Whittling Parsley

February 01, 2013

A few weeks back, I introduced the idea of Code Whittling, in which you actively remove code from an unfamiliar project in order to learn about it and discover its most interesting core functionality. I used this technique to learn about 3 open source projects: Rhino Licensing, xUnit, and NUnitLite. I've got one more open-source project I'd like to apply this to, but in a Shyamalanian twist I'll use this approach to teach something about one of my own projects, instead of using it to learn about someone else's project.

I've written about Parsley here before: it's a library that lets you declaratively parse complex text patterns, like a super-duper regex. This week, we'll tear this project down to get to the nuts-and-bolts of text traversal and pattern recognition, and next week we'll rebuild some of the layers destroyed along the way. We'll discard the high-level useful bits this week, revealing a simple-yet-frustratingly-verbose core, so that next week we can reintroduce the layers that make it ultimately useful and terse. We can make an analogy with C versus assembly: you don't want to write assembly, even though that is the truth happening under the surface, but you'll better-understand C once you've seen assembly.

A Little Background

If .NET didn't already have an excellent JSON parsing library, for instance, and someone needed your app to inspect and make use of some JSON as input, you might first reach for some kind of enormously complex regex, only to run into trouble describing the recursive nature of JSON (JSON objects can contain JSON objects (within JSON objects (within JSON objects))). Regexes aren't quite powerful enough to describe such patterns, and even if a complex regex is enough to handle your parsing needs, interpreting the results of a regex with multiple returned groups can be tedious.

Instead, you could use a library like Parsley to simply describe what a valid JSON string looks like, as well as describe how each part of JSON corresponds with your own classes. Then, the library does the heavy lifting for you. For instance, Parsley's integration tests contain a JSON parser which produces .NET bools, decimals, strings, arrays, and dictionaries when given an arbitrary JSON string as input.

Parsley is an internal DSL for creating external DSLs, so the normal use case involves simply declaring what successful input looks like, at a high level:

High-Level Architecture

Parsley Architecture

Parsley can be broken down into 2 distinct subsystems: tokenization and grammars. The grammar subsystem includes a low-level means of processing the input as well as a high-level DSL to make it all pretty like the example above.
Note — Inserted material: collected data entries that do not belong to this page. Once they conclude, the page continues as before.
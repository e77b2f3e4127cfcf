use std::time::Duration;

use async_trait::async_trait;
use picker_core::{LlmConfig, LlmFailure, PickerError};
use serde::{Deserialize, Serialize};

const CONNECT_TIMEOUT: Duration = Duration::from_secs(10);
const PING_TIMEOUT: Duration = Duration::from_secs(10);
const TEMPERATURE: f64 = 0.1;
const MAX_TOKENS: u32 = 300;

/// A message in a chat conversation with the LLM.
///
/// # Examples
///
/// ```
/// use picker_engine::llm::{ChatMessage, Role};
///
/// let msg = ChatMessage {
///     role: Role::User,
///     content: "Pick a release".into(),
/// };
/// assert!(matches!(msg.role, Role::User));
/// ```
#[derive(Debug, Clone, Serialize)]
pub struct ChatMessage {
    /// Role of the message sender.
    pub role: Role,
    /// Text content of the message.
    pub content: String,
}

/// Role in the chat conversation.
///
/// # Examples
///
/// ```
/// use picker_engine::llm::Role;
///
/// let role = Role::System;
/// assert_eq!(serde_json::to_string(&role).unwrap(), "\"system\"");
/// ```
#[derive(Debug, Clone, Copy, PartialEq, Eq, Serialize, Deserialize)]
#[serde(rename_all = "lowercase")]
pub enum Role {
    /// System-level instructions.
    System,
    /// User input.
    User,
}

/// A parsed model answer: a 1-based candidate index and its justification.
///
/// `choice` is not range-checked here; only the decision engine knows how
/// many candidates there were.
#[derive(Debug, Clone, PartialEq, Eq)]
pub struct LlmChoice {
    pub choice: i64,
    pub reason: String,
}

/// One chat-completion round-trip returning a release choice.
///
/// Implementations send exactly one request per [`complete`] call and
/// never retry on their own.
///
/// [`complete`]: ChatCompleter::complete
#[async_trait]
pub trait ChatCompleter: Send + Sync {
    /// Model identifier, for logs and `/test`.
    fn model(&self) -> &str;

    /// Ask for a choice, giving up after `timeout`.
    async fn complete(
        &self,
        system_prompt: &str,
        user_prompt: &str,
        timeout: Duration,
    ) -> Result<LlmChoice, LlmFailure>;

    /// Check that the endpoint is reachable.
    async fn ping(&self) -> Result<(), LlmFailure>;
}

/// OpenAI-compatible chat completions client.
///
/// Works with any provider that exposes `{api_url}/chat/completions`:
/// OpenAI, Ollama, vLLM, LiteLLM, etc.
///
/// # Examples
///
/// ```
/// use picker_core::LlmConfig;
/// use picker_engine::llm::{ChatCompleter, LlmClient};
/// use std::time::Duration;
///
/// let config = LlmConfig {
///     api_url: "http://localhost:11434/v1".into(),
///     model: "llama3.1".into(),
///     api_key: None,
///     timeout: Duration::from_secs(90),
///     retry: false,
/// };
/// let client = LlmClient::new(&config).unwrap();
/// assert_eq!(client.model(), "llama3.1");
/// ```
pub struct LlmClient {
    client: reqwest::Client,
    config: LlmConfig,
}

impl std::fmt::Debug for LlmClient {
    fn fmt(&self, f: &mut std::fmt::Formatter<'_>) -> std::fmt::Result {
        f.debug_struct("LlmClient")
            .field("api_url", &self.config.api_url)
            .field("model", &self.config.model)
            .finish_non_exhaustive()
    }
}

impl LlmClient {
    /// Create a new LLM client from configuration.
    ///
    /// The underlying HTTP client only carries a connect timeout; the
    /// per-call deadline is enforced by [`ChatCompleter::complete`].
    ///
    /// # Errors
    ///
    /// Returns [`PickerError::Config`] if the HTTP client cannot be built.
    pub fn new(config: &LlmConfig) -> Result<Self, PickerError> {
        let client = reqwest::Client::builder()
            .connect_timeout(CONNECT_TIMEOUT)
            .build()
            .map_err(|e| PickerError::Config(format!("failed to create LLM HTTP client: {e}")))?;
        Ok(Self {
            client,
            config: config.clone(),
        })
    }

    fn authorize(&self, request: reqwest::RequestBuilder) -> reqwest::RequestBuilder {
        match &self.config.api_key {
            Some(api_key) => request.header("Authorization", format!("Bearer {api_key}")),
            None => request,
        }
    }

    async fn request_choice(
        &self,
        system_prompt: &str,
        user_prompt: &str,
    ) -> Result<LlmChoice, LlmFailure> {
        let url = format!("{}/chat/completions", self.config.api_url);
        let messages = vec![
            ChatMessage {
                role: Role::System,
                content: system_prompt.to_string(),
            },
            ChatMessage {
                role: Role::User,
                content: user_prompt.to_string(),
            },
        ];
        let body = serde_json::json!({
            "model": self.config.model,
            "messages": messages,
            "temperature": TEMPERATURE,
            "max_tokens": MAX_TOKENS,
        });

        let response = self
            .authorize(self.client.post(&url))
            .json(&body)
            .send()
            .await
            .map_err(|e| LlmFailure::Transport(format!("request failed: {e}")))?;

        let status = response.status();
        if !status.is_success() {
            let body_text = response.text().await.unwrap_or_default();
            return Err(LlmFailure::Transport(format!(
                "LLM API error {status}: {body_text}"
            )));
        }

        let envelope: serde_json::Value = response
            .json()
            .await
            .map_err(|e| LlmFailure::InvalidResponse(format!("response body is not JSON: {e}")))?;

        let content = envelope
            .get("choices")
            .and_then(|c| c.get(0))
            .and_then(|c| c.get("message"))
            .and_then(|m| m.get("content"))
            .and_then(|c| c.as_str())
            .ok_or_else(|| {
                LlmFailure::InvalidResponse(format!("unexpected response structure: {envelope}"))
            })?;

        parse_choice(content)
    }
}

#[async_trait]
impl ChatCompleter for LlmClient {
    fn model(&self) -> &str {
        &self.config.model
    }

    async fn complete(
        &self,
        system_prompt: &str,
        user_prompt: &str,
        timeout: Duration,
    ) -> Result<LlmChoice, LlmFailure> {
        match tokio::time::timeout(timeout, self.request_choice(system_prompt, user_prompt)).await
        {
            Ok(result) => result,
            Err(_) => Err(LlmFailure::Timeout(timeout)),
        }
    }

    async fn ping(&self) -> Result<(), LlmFailure> {
        let url = format!("{}/models", self.config.api_url);
        self.authorize(self.client.get(&url))
            .timeout(PING_TIMEOUT)
            .send()
            .await
            .map_err(|e| LlmFailure::Transport(format!("request failed: {e}")))?;
        Ok(())
    }
}

/// Parse the assistant message into an [`LlmChoice`].
///
/// The content must be a bare JSON object with an integer `choice`.
/// Markdown fences, prose, arrays, floats, and strings are all rejected as
/// [`LlmFailure::InvalidResponse`]. A missing `reason` is tolerated.
///
/// # Examples
///
/// ```
/// use picker_engine::llm::parse_choice;
///
/// let parsed = parse_choice(r#"{"choice": 2, "reason": "smaller"}"#).unwrap();
/// assert_eq!(parsed.choice, 2);
/// assert!(parse_choice("```json\n{\"choice\": 2}\n```").is_err());
/// ```
pub fn parse_choice(content: &str) -> Result<LlmChoice, LlmFailure> {
    let value: serde_json::Value = serde_json::from_str(content.trim())
        .map_err(|e| LlmFailure::InvalidResponse(format!("content is not a JSON object: {e}")))?;

    let Some(object) = value.as_object() else {
        return Err(LlmFailure::InvalidResponse(format!(
            "expected a JSON object, got {value}"
        )));
    };

    let choice = object
        .get("choice")
        .ok_or_else(|| LlmFailure::InvalidResponse("missing 'choice' field".into()))?;
    let choice = choice.as_i64().ok_or_else(|| {
        LlmFailure::InvalidResponse(format!("'choice' must be an integer, got {choice}"))
    })?;

    let reason = object
        .get("reason")
        .and_then(|r| r.as_str())
        .map(str::trim)
        .filter(|r| !r.is_empty())
        .unwrap_or("No reason provided")
        .to_string();

    Ok(LlmChoice { choice, reason })
}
In a tokenization phase, a JSON string like "[1, 10, 100]" is chopped up into a series of substrings: "[", "1", "10", "100", and "]". Note that tokens can be multiple characters, as long as they represent a single meaningful thing in JSON. A token could be an operator, a keyword, a number, or a whole quoted string literal. Cutting any of these things into a smaller substring would remove its meaning, so we say "that's small enough" and stop there. We also remember what kind of token each substring is, so in our example the tokenizer really turns "[1, 10, 100]" into ("[", OpenArray), ("1", Number), (",", Comma), ("10", Number), (",", Comma), ("100", Number), ("]", CloseArray).

This collection of token objects is then handed off to the second subsystem, in which a grammar for our language is declared. Parsley takes the collection of tokens, applies the grammar to it, and out pops plain old .NET objects like arrays, dictionaries, or instances of your own classes.

My goal today is to reveal that low-level processing within the grammar subsystem. To get there, we're going to have to whittle away a most of the project:

Whittled Parsley Architecture

The Whittle - Removing the Tokenizer Subsystem

I started by creating a new clone of https://github.com/plioi/parsley.git.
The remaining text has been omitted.